The entire drug discovery path from the initial concept to novel target discovery and preclinical drug candidate nomination took Insilico Medicine a small fraction of cost and time for a typical preclinical program which is estimated to be around
$430 million out-of-pocket expenses and above $1 billion capitalized, and takes anywhere from
three to six years to finalize. The antifibrotic targets were picked using AI with two main criteria: the target must be an important regulator of pathways implicated in fibrosis and the target must be important in aging. The AI-powered target discovery tools now available in
the PandaOmics ™platform were used for target selection and prioritization. Once the antifibrotic targets were discovered and prioritized, Insilico utilized its
Chemistry42™engine. This extraordinary drug development sprint has proved to be possible owing to Insilico Medicine's end-to-end Artificial Intelligence-powered platform
Pharma.AI. The highly integrated architecture of the AI platform allowed for linking Biology and Chemistry into a smooth, well-orchestrated research workflow, resembling an industrial conveyor line.

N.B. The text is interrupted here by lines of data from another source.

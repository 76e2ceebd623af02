use bson::oid::ObjectId;
use bson::serde_helpers::serialize_object_id_as_hex_string;
use chrono::{DateTime, NaiveDate, Utc};
use model::{
    branch::Branch,
    department::Department,
    factor::EmissionFactor,
    log::{EmissionLog, EntryType},
    organization::Organization,
};
use serde::Serialize;

/// `{"status": "success", "data": ...}`
#[derive(Serialize)]
pub struct Success<T> {
    pub status: &'static str,
    pub data: T,
}

pub fn success<T: Serialize>(data: T) -> axum::Json<Success<T>> {
    axum::Json(Success {
        status: "success",
        data,
    })
}

#[derive(Serialize)]
pub struct OrganizationView {
    #[serde(serialize_with = "serialize_object_id_as_hex_string")]
    pub id: ObjectId,
    pub name: String,
    pub created_at: DateTime<Utc>,
}

impl From<Organization> for OrganizationView {
    fn from(org: Organization) -> Self {
        OrganizationView {
            id: org.id,
            name: org.name,
            created_at: org.created_at,
        }
    }
}

#[derive(Serialize)]
pub struct BranchView {
    #[serde(serialize_with = "serialize_object_id_as_hex_string")]
    pub id: ObjectId,
    #[serde(serialize_with = "serialize_object_id_as_hex_string")]
    pub org_id: ObjectId,
    pub name: String,
    pub location: Option<String>,
    pub created_at: DateTime<Utc>,
}

impl From<Branch> for BranchView {
    fn from(branch: Branch) -> Self {
        BranchView {
            id: branch.id,
            org_id: branch.org_id,
            name: branch.name,
            location: branch.location,
            created_at: branch.created_at,
        }
    }
}

#[derive(Serialize)]
pub struct DepartmentView {
    #[serde(serialize_with = "serialize_object_id_as_hex_string")]
    pub id: ObjectId,
    #[serde(serialize_with = "serialize_object_id_as_hex_string")]
    pub branch_id: ObjectId,
    pub name: String,
    pub created_at: DateTime<Utc>,
}

impl From<Department> for DepartmentView {
    fn from(dept: Department) -> Self {
        DepartmentView {
            id: dept.id,
            branch_id: dept.branch_id,
            name: dept.name,
            created_at: dept.created_at,
        }
    }
}

/// Listing row. Only branches carry a location.
#[derive(Serialize)]
pub struct ListItem {
    #[serde(serialize_with = "serialize_object_id_as_hex_string")]
    pub id: ObjectId,
    pub name: String,
    #[serde(skip_serializing_if = "Option::is_none")]
    pub location: Option<Option<String>>,
}

impl From<Organization> for ListItem {
    fn from(org: Organization) -> Self {
        ListItem {
            id: org.id,
            name: org.name,
            location: None,
        }
    }
}

impl From<Branch> for ListItem {
    fn from(branch: Branch) -> Self {
        ListItem {
            id: branch.id,
            name: branch.name,
            location: Some(branch.location),
        }
    }
}

impl From<Department> for ListItem {
    fn from(dept: Department) -> Self {
        ListItem {
            id: dept.id,
            name: dept.name,
            location: None,
        }
    }
}

#[derive(Serialize)]
pub struct LogView {
    #[serde(serialize_with = "serialize_object_id_as_hex_string")]
    pub id: ObjectId,
    #[serde(serialize_with = "serialize_object_id_as_hex_string")]
    pub dept_id: ObjectId,
    #[serde(serialize_with = "serialize_object_id_as_hex_string")]
    pub factor_id: ObjectId,
    pub value: f64,
    pub co2e_kg: f64,
    pub entry_type: EntryType,
    pub activity_date: NaiveDate,
    pub created_at: DateTime<Utc>,
}

impl From<EmissionLog> for LogView {
    fn from(log: EmissionLog) -> Self {
        LogView {
            id: log.id,
            dept_id: log.dept_id,
            factor_id: log.factor_id,
            value: log.value,
            co2e_kg: log.co2e_kg,
            entry_type: log.entry_type,
            activity_date: log.activity_date,
            created_at: log.created_at,
        }
    }
}

#[derive(Serialize)]
pub struct FactorView {
    #[serde(serialize_with = "serialize_object_id_as_hex_string")]
    pub id: ObjectId,
    pub category: String,
    pub activity: String,
    pub factor: f64,
    pub unit: String,
    pub source: String,
}

impl From<EmissionFactor> for FactorView {
    fn from(factor: EmissionFactor) -> Self {
        FactorView {
            id: factor.id,
            category: factor.category,
            activity: factor.activity,
            factor: factor.factor,
            unit: factor.unit,
            source: factor.source,
        }
    }
}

To the best of our knowledge, this achievement sets a historical precedent for a company to be able to bring to clinical trials an AI-discovered molecule based on an AI-discovered novel target -- rapidly and at a low cost. A number of drug candidates for other indications were also designed using
Pharma.AI — for Insilico's own pipeline (e.g.
a recent drug candidate nomination for kidney fibrosis), and for the company's clients (e.g. a recent success story with
immunotherapy drug candidate for Fosun Pharmaceuticals) — illustrating the system's ability to replicate success and generalize to other therapeutic areas.